Hot or Cold? Adaptive Temperature Sampling for Code Generation with Large Language Models

arXiv:2309.02772v372 citationsh-index: 28
Originality Incremental advance
AI Analysis

This work addresses a specific bottleneck in code generation for developers and AI practitioners, offering an incremental but effective enhancement to existing decoding strategies.

The paper tackles the problem of suboptimal decoding strategies for code generation in large language models by proposing Adaptive Temperature (AdapT) sampling, which dynamically adjusts temperature based on token difficulty, resulting in significant performance improvements over state-of-the-art methods on two popular datasets.

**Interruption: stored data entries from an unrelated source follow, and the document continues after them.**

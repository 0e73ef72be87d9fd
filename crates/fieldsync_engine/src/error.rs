//! Error types for the sync engine.

use fieldsync_store::StoreError;
use thiserror::Error;

/// Result type for sync operations.
pub type SyncResult<T> = Result<T, SyncError>;

/// Errors that can occur during sync operations.
///
/// Errors fall into four groups, see [`SyncError::is_fatal`],
/// [`SyncError::is_retryable`] and [`SyncError::is_degraded`]. Anything
/// else (store failures, cancellation) is left to the caller.
#[derive(Error, Debug)]
pub enum SyncError {
    /// Nobody is signed in on the device.
    #[error("not signed in")]
    NotSignedIn,

    /// An operation was built for another project than the signed-in one.
    #[error("operation is for project {actual} but device is signed in to {expected}")]
    ProjectMismatch {
        /// Signed-in project.
        expected: String,
        /// Project of the operation.
        actual: String,
    },

    /// The device failed the root check.
    #[error("device is rooted")]
    RootedDevice,

    /// A stored sync operation could not be decoded.
    #[error("malformed sync operation: {0}")]
    MalformedOperation(String),

    /// The backend refused the credentials (HTTP 401/403).
    #[error("unauthorized (HTTP {status})")]
    Unauthorized {
        /// HTTP status.
        status: u16,
    },

    /// The request never reached the backend.
    #[error("network error: {0}")]
    Network(String),

    /// The backend answered with an error status.
    #[error("HTTP {status}: {body}")]
    Http {
        /// HTTP status.
        status: u16,
        /// Response body, possibly truncated.
        body: String,
    },

    /// The backend is rate limiting the device (HTTP 429).
    #[error("too many requests")]
    TooManyRequests,

    /// The request timed out.
    #[error("request timed out")]
    Timeout,

    /// The backend announced a maintenance window.
    #[error("backend under maintenance (estimated outage: {estimated_outage_secs:?}s)")]
    BackendMaintenance {
        /// Announced outage length in seconds.
        estimated_outage_secs: Option<u64>,
    },

    /// The backend rejected the request in a way retrying cannot fix.
    #[error("cloud integration error (HTTP {status})")]
    CloudIntegration {
        /// HTTP status.
        status: u16,
    },

    /// Local store error.
    #[error("store error: {0}")]
    Store(StoreError),

    /// JSON error.
    #[error("json error: {0}")]
    Json(#[from] serde_json::Error),

    /// The downloaded body is not a well-formed JSON array.
    #[error("malformed event stream: {0}")]
    StreamStructure(String),

    /// The job scheduler could not accept work.
    #[error("scheduler error: {0}")]
    Scheduler(String),

    /// The work was cancelled.
    #[error("sync cancelled")]
    Cancelled,
}

impl From<StoreError> for SyncError {
    fn from(err: StoreError) -> Self {
        match err {
            StoreError::MalformedOperation { message } => SyncError::MalformedOperation(message),
            other => SyncError::Store(other),
        }
    }
}

impl SyncError {
    /// Creates a network error.
    pub fn network(message: impl Into<String>) -> Self {
        SyncError::Network(message.into())
    }

    /// Creates an HTTP status error.
    pub fn http(status: u16, body: impl Into<String>) -> Self {
        SyncError::Http {
            status,
            body: body.into(),
        }
    }

    /// Creates a stream structure error.
    pub fn stream_structure(message: impl Into<String>) -> Self {
        SyncError::StreamStructure(message.into())
    }

    /// Returns true if retrying cannot help until the user or the backend
    /// changes something.
    pub fn is_fatal(&self) -> bool {
        matches!(
            self,
            SyncError::NotSignedIn
                | SyncError::ProjectMismatch { .. }
                | SyncError::RootedDevice
                | SyncError::MalformedOperation(_)
                | SyncError::Unauthorized { .. }
        )
    }

    /// Returns true if the same request may succeed later.
    pub fn is_retryable(&self) -> bool {
        match self {
            SyncError::Network(_) | SyncError::TooManyRequests | SyncError::Timeout => true,
            SyncError::Http { status, .. } => *status >= 500,
            SyncError::StreamStructure(_) => true,
            _ => false,
        }
    }

    /// Returns true if the backend is known to be down for a while.
    pub fn is_degraded(&self) -> bool {
        matches!(self, SyncError::BackendMaintenance { .. })
    }

    /// Returns true if the error came from talking to the backend, as
    /// opposed to a local or authentication failure.
    pub fn is_remote(&self) -> bool {
        matches!(
            self,
            SyncError::Network(_)
                | SyncError::Http { .. }
                | SyncError::TooManyRequests
                | SyncError::Timeout
                | SyncError::BackendMaintenance { .. }
                | SyncError::CloudIntegration { .. }
        )
    }

    /// Returns the HTTP status behind the error, if any.
    pub fn status(&self) -> Option<u16> {
        match self {
            SyncError::Unauthorized { status }
            | SyncError::Http { status, .. }
            | SyncError::CloudIntegration { status } => Some(*status),
            SyncError::TooManyRequests => Some(429),
            SyncError::BackendMaintenance { .. } => Some(503),
            _ => None,
        }
    }

    /// Returns a short name of the error kind, recorded in audit events.
    pub fn kind(&self) -> &'static str {
        match self {
            SyncError::NotSignedIn => "NOT_SIGNED_IN",
            SyncError::ProjectMismatch { .. } => "PROJECT_MISMATCH",
            SyncError::RootedDevice => "ROOTED_DEVICE",
            SyncError::MalformedOperation(_) => "MALFORMED_OPERATION",
            SyncError::Unauthorized { .. } => "UNAUTHORIZED",
            SyncError::Network(_) => "NETWORK",
            SyncError::Http { .. } => "HTTP",
            SyncError::TooManyRequests => "TOO_MANY_REQUESTS",
            SyncError::Timeout => "TIMEOUT",
            SyncError::BackendMaintenance { .. } => "BACKEND_MAINTENANCE",
            SyncError::CloudIntegration { .. } => "CLOUD_INTEGRATION",
            SyncError::Store(_) => "STORE",
            SyncError::Json(_) => "JSON",
            SyncError::StreamStructure(_) => "STREAM_STRUCTURE",
            SyncError::Scheduler(_) => "SCHEDULER",
            SyncError::Cancelled => "CANCELLED",
        }
    }
}

#[cfg(test)]
mod tests {
    use super::*;

    #[test]
    fn classification() {
        assert!(SyncError::NotSignedIn.is_fatal());
        assert!(SyncError::Unauthorized { status: 401 }.is_fatal());
        assert!(SyncError::RootedDevice.is_fatal());

        assert!(SyncError::network("connection reset").is_retryable());
        assert!(SyncError::http(502, "bad gateway").is_retryable());
        assert!(!SyncError::http(418, "teapot").is_retryable());
        assert!(SyncError::TooManyRequests.is_retryable());
        assert!(SyncError::Timeout.is_retryable());

        let maintenance = SyncError::BackendMaintenance {
            estimated_outage_secs: Some(600),
        };
        assert!(maintenance.is_degraded());
        assert!(!maintenance.is_retryable());
        assert!(!maintenance.is_fatal());

        assert!(!SyncError::CloudIntegration { status: 400 }.is_retryable());
        assert!(!SyncError::Cancelled.is_retryable());
    }

    #[test]
    fn remote_errors() {
        assert!(SyncError::network("down").is_remote());
        assert!(SyncError::CloudIntegration { status: 422 }.is_remote());
        assert!(!SyncError::Unauthorized { status: 401 }.is_remote());
        assert!(!SyncError::NotSignedIn.is_remote());
    }

    #[test]
    fn malformed_store_operation_is_fatal() {
        let err: SyncError = StoreError::malformed_operation("unknown shape").into();
        assert!(matches!(err, SyncError::MalformedOperation(_)));
        assert!(err.is_fatal());

        let err: SyncError = StoreError::scope_not_found("s1").into();
        assert!(matches!(err, SyncError::Store(_)));
    }

    #[test]
    fn status_and_kind() {
        assert_eq!(SyncError::TooManyRequests.status(), Some(429));
        assert_eq!(SyncError::http(500, "").status(), Some(500));
        assert_eq!(SyncError::Timeout.status(), None);
        assert_eq!(SyncError::network("x").kind(), "NETWORK");
    }

    #[test]
    fn error_display() {
        let err = SyncError::ProjectMismatch {
            expected: "p1".into(),
            actual: "p2".into(),
        };
        assert!(err.to_string().contains("p1"));
        assert!(err.to_string().contains("p2"));
        assert_eq!(SyncError::Cancelled.to_string(), "sync cancelled");
    }
}
//! Remote events API abstraction.

use crate::error::{SyncError, SyncResult};
use async_trait::async_trait;
use fieldsync_events::{
    EnrolmentRecordEvent, EnrolmentRecordEventType, EventCount, RemoteEventQuery, UploadEventsBody,
};
use parking_lot::Mutex;
use std::fmt;
use tokio::sync::mpsc;

/// An open download.
#[derive(Debug)]
pub struct EventStream {
    /// Decoded records in server order. A structural error is the last item.
    pub receiver: mpsc::Receiver<SyncResult<EnrolmentRecordEvent>>,
    /// Record count announced by the server.
    pub total_count: Option<u64>,
    /// Whether `total_count` is only a lower bound.
    pub is_lower_bound: bool,
    /// Server request id, for audit.
    pub request_id: Option<String>,
}

/// Outcome of an accepted upload.
#[derive(Debug, Clone, PartialEq, Eq)]
pub struct UploadResult {
    /// HTTP status.
    pub status: u16,
    /// Server request id, for audit.
    pub request_id: Option<String>,
}

/// The remote events API.
///
/// Implementations map backend failures onto [`SyncError`] so the tasks
/// can classify them.
#[async_trait]
pub trait EventRemoteDataSource: Send + Sync {
    /// Counts the records a query would download.
    async fn count(&self, query: &RemoteEventQuery) -> SyncResult<Vec<EventCount>>;

    /// Opens a streamed download.
    async fn get_events(&self, query: &RemoteEventQuery) -> SyncResult<EventStream>;

    /// Uploads scopes and their events.
    async fn post(
        &self,
        project_id: &str,
        body: &UploadEventsBody,
        accept_invalid_events: bool,
    ) -> SyncResult<UploadResult>;

    /// Uploads raw JSON of scopes that no longer decode.
    async fn dump_invalid_events(&self, project_id: &str, events: Vec<String>) -> SyncResult<()>;
}

type ErrorFactory = Box<dyn Fn() -> SyncError + Send + Sync>;

#[derive(Default)]
struct MockState {
    records: Vec<EnrolmentRecordEvent>,
    counts: Vec<EventCount>,
    stream_error_after: Option<(usize, ErrorFactory)>,
    post_error: Option<ErrorFactory>,
    dump_error: Option<ErrorFactory>,
    posts: Vec<UploadEventsBody>,
    dumps: Vec<Vec<String>>,
    queries: Vec<RemoteEventQuery>,
}

/// A scripted remote for testing.
///
/// Downloads serve the configured records after the query cursor. Calls
/// are recorded for assertions.
#[derive(Default)]
pub struct MockRemote {
    state: Mutex<MockState>,
}

impl fmt::Debug for MockRemote {
    fn fmt(&self, f: &mut fmt::Formatter<'_>) -> fmt::Result {
        let state = self.state.lock();
        f.debug_struct("MockRemote")
            .field("records", &state.records.len())
            .field("posts", &state.posts.len())
            .field("dumps", &state.dumps.len())
            .finish()
    }
}

impl MockRemote {
    /// Creates a mock with nothing to download.
    pub fn new() -> Self {
        Self::default()
    }

    /// Sets the records served by downloads.
    pub fn set_records(&self, records: Vec<EnrolmentRecordEvent>) {
        self.state.lock().records = records;
    }

    /// Sets the answer to count requests. Derived from the records if unset.
    pub fn set_counts(&self, counts: Vec<EventCount>) {
        self.state.lock().counts = counts;
    }

    /// Ends every download with an error after `records` records.
    pub fn fail_stream_after(
        &self,
        records: usize,
        error: impl Fn() -> SyncError + Send + Sync + 'static,
    ) {
        self.state.lock().stream_error_after = Some((records, Box::new(error)));
    }

    /// Makes uploads fail.
    pub fn fail_posts(&self, error: impl Fn() -> SyncError + Send + Sync + 'static) {
        self.state.lock().post_error = Some(Box::new(error));
    }

    /// Makes quarantine uploads fail.
    pub fn fail_dumps(&self, error: impl Fn() -> SyncError + Send + Sync + 'static) {
        self.state.lock().dump_error = Some(Box::new(error));
    }

    /// Clears every configured failure.
    pub fn heal(&self) {
        let mut state = self.state.lock();
        state.stream_error_after = None;
        state.post_error = None;
        state.dump_error = None;
    }

    /// Returns the accepted upload bodies.
    pub fn posts(&self) -> Vec<UploadEventsBody> {
        self.state.lock().posts.clone()
    }

    /// Returns the accepted quarantine uploads.
    pub fn dumps(&self) -> Vec<Vec<String>> {
        self.state.lock().dumps.clone()
    }

    /// Returns the download queries received.
    pub fn queries(&self) -> Vec<RemoteEventQuery> {
        self.state.lock().queries.clone()
    }

    fn records_after(state: &MockState, cursor: Option<&str>) -> Vec<EnrolmentRecordEvent> {
        let start = cursor
            .and_then(|id| state.records.iter().position(|r| r.id == id))
            .map_or(0, |i| i + 1);
        state.records[start..].to_vec()
    }
}

#[async_trait]
impl EventRemoteDataSource for MockRemote {
    async fn count(&self, query: &RemoteEventQuery) -> SyncResult<Vec<EventCount>> {
        let state = self.state.lock();
        if !state.counts.is_empty() {
            return Ok(state.counts.clone());
        }
        let records = Self::records_after(&state, query.last_event_id.as_deref());
        let count_of = |event_type: EnrolmentRecordEventType| EventCount {
            event_type,
            count: u32::try_from(
                records
                    .iter()
                    .filter(|r| r.payload.event_type() == event_type)
                    .count(),
            )
            .unwrap_or(u32::MAX),
        };
        Ok(vec![
            count_of(EnrolmentRecordEventType::EnrolmentRecordCreation),
            count_of(EnrolmentRecordEventType::EnrolmentRecordDeletion),
            count_of(EnrolmentRecordEventType::EnrolmentRecordMove),
        ])
    }

    async fn get_events(&self, query: &RemoteEventQuery) -> SyncResult<EventStream> {
        let (records, error) = {
            let mut state = self.state.lock();
            state.queries.push(query.clone());
            let mut records = Self::records_after(&state, query.last_event_id.as_deref());
            let error = match &state.stream_error_after {
                Some((after, factory)) if *after < records.len() => {
                    records.truncate(*after);
                    Some(factory())
                }
                _ => None,
            };
            (records, error)
        };
        let total = records.len() as u64;
        let (tx, rx) = mpsc::channel(records.len() + 1);
        for record in records {
            let _ = tx.try_send(Ok(record));
        }
        if let Some(error) = error {
            let _ = tx.try_send(Err(error));
        }
        Ok(EventStream {
            receiver: rx,
            total_count: Some(total),
            is_lower_bound: false,
            request_id: Some(format!("mock-download-{}", self.state.lock().queries.len())),
        })
    }

    async fn post(
        &self,
        _project_id: &str,
        body: &UploadEventsBody,
        _accept_invalid_events: bool,
    ) -> SyncResult<UploadResult> {
        let mut state = self.state.lock();
        if let Some(factory) = &state.post_error {
            return Err(factory());
        }
        state.posts.push(body.clone());
        Ok(UploadResult {
            status: 201,
            request_id: Some(format!("mock-upload-{}", state.posts.len())),
        })
    }

    async fn dump_invalid_events(&self, _project_id: &str, events: Vec<String>) -> SyncResult<()> {
        let mut state = self.state.lock();
        if let Some(factory) = &state.dump_error {
            return Err(factory());
        }
        state.dumps.push(events);
        Ok(())
    }
}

Recently, Large Language Models (LLMs) have shown impressive abilities in code generation. However, existing LLMs' decoding strategies are designed for Natural Language (NL) generation, overlooking the differences between NL and programming languages (PL). Due to this oversight, a better decoding strategy for code generation remains an open question. In this paper, we conduct the first systematic study to explore a decoding strategy specialized in code generation. With an analysis of loss distributions of code tokens, we find that code tokens can be divided into two categories: challenging tokens that are difficult to predict and confident tokens that can be easily inferred. Among them, the challenging tokens mainly appear at the beginning of a code block. Inspired by the above findings, we propose a simple yet effective method: Adaptive Temperature (AdapT) sampling, which dynamically adjusts the temperature coefficient when decoding different tokens. We apply a larger temperature when sampling for challenging tokens, allowing LLMs to explore diverse choices. We employ a smaller temperature for confident tokens avoiding the influence of tail randomness noises. We apply AdapT sampling to LLMs with different sizes and conduct evaluations on two popular datasets. Results show that AdapT sampling significantly outperforms state-of-the-art decoding strategy.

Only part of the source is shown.